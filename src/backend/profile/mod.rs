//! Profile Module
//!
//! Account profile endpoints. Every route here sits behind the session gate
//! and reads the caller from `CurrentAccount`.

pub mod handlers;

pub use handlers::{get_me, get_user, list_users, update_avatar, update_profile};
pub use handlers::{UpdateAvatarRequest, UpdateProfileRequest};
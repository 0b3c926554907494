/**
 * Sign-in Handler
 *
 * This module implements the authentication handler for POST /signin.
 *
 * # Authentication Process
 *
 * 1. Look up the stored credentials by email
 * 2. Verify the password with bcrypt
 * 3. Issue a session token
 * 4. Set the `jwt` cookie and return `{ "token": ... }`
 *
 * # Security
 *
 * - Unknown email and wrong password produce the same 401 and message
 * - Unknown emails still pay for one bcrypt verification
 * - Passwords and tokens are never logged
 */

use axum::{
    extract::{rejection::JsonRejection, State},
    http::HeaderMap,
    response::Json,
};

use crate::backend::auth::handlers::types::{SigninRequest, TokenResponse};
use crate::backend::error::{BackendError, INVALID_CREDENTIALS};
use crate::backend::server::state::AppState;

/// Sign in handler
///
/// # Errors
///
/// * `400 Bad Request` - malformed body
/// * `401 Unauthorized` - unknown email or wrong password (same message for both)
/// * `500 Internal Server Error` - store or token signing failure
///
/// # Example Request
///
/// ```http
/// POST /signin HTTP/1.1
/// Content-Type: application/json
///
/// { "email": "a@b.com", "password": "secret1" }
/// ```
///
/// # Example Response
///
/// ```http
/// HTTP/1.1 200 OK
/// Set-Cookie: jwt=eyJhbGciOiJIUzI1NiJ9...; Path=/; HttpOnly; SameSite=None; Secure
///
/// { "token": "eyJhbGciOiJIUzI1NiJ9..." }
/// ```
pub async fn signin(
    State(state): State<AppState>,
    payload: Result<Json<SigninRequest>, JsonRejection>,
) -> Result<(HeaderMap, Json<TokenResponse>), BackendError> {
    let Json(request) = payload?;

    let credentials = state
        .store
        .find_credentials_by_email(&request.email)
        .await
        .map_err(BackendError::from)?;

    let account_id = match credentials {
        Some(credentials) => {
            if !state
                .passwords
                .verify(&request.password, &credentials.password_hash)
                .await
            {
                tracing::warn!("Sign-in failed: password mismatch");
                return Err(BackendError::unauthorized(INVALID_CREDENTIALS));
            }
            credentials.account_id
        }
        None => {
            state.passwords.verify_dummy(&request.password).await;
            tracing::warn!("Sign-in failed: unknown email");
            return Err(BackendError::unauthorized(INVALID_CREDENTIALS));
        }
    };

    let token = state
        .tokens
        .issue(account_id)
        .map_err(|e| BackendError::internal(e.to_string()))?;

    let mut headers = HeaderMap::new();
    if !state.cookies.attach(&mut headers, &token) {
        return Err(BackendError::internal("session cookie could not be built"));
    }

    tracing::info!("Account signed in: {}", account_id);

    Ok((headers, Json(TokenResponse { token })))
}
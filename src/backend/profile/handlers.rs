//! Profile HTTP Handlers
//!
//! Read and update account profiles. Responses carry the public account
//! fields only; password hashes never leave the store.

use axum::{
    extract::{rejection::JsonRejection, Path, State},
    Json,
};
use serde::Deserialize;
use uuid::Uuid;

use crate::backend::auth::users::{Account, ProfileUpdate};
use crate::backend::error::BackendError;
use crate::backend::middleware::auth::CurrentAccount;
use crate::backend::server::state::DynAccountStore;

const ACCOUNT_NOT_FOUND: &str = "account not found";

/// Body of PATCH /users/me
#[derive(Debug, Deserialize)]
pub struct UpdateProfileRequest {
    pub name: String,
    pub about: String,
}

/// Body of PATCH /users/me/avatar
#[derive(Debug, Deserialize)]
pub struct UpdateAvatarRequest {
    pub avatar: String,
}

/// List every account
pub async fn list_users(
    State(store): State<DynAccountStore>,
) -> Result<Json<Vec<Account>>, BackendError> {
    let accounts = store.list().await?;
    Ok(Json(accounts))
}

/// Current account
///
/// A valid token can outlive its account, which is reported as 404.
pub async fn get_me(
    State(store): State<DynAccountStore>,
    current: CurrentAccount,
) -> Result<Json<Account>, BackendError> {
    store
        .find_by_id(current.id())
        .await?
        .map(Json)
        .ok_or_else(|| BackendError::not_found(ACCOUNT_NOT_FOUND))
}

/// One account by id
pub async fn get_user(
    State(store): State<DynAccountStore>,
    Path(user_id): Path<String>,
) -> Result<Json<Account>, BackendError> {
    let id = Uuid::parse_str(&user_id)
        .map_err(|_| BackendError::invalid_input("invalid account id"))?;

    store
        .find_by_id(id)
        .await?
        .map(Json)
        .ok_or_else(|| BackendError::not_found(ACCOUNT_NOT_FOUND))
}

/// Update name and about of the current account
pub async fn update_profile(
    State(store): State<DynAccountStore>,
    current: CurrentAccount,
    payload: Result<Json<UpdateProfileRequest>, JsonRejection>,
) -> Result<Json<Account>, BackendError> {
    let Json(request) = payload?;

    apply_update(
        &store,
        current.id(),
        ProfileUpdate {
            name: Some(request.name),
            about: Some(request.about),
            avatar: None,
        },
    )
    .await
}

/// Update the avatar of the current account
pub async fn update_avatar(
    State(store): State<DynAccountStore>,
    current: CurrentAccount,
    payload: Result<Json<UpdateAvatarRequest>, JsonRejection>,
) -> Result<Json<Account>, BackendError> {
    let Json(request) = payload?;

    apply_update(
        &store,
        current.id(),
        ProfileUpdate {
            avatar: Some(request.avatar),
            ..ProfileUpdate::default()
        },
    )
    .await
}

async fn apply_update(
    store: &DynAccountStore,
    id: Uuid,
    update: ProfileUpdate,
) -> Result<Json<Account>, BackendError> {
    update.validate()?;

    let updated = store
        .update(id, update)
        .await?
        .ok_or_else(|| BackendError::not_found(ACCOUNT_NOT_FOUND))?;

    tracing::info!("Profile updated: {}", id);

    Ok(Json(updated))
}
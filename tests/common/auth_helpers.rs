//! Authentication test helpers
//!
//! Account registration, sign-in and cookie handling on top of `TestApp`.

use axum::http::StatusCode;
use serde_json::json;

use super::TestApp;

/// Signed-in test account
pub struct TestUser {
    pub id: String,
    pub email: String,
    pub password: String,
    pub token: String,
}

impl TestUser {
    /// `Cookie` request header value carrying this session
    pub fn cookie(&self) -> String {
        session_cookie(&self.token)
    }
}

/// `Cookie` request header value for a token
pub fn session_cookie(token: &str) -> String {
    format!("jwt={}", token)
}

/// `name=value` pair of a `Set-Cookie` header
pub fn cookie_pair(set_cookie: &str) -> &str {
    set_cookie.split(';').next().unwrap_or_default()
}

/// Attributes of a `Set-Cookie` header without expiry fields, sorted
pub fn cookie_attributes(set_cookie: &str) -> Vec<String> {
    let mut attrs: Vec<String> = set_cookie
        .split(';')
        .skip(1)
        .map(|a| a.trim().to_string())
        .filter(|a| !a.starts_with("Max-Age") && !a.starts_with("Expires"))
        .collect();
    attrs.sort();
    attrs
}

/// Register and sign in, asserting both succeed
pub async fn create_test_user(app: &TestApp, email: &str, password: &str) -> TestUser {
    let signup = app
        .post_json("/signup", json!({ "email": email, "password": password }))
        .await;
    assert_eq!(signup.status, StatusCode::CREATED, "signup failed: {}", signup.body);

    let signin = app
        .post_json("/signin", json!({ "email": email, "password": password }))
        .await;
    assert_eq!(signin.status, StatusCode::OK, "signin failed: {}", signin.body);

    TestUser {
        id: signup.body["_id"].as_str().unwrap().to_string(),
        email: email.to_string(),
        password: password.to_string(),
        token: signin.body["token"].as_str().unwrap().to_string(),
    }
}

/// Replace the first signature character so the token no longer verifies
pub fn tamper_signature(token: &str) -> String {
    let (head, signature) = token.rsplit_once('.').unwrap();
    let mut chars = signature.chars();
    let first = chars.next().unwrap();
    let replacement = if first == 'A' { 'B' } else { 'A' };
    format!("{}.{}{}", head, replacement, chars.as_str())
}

*-*-*

#### Required work
Find the line that contains "let replacement = if". Restate it and all lines after it exactly, ending with the final line of the data.

#### Problem solution
    let replacement = if first == 'A' { 'B' } else { 'A' };
    format!("{}.{}{}", head, replacement, chars.as_str())
}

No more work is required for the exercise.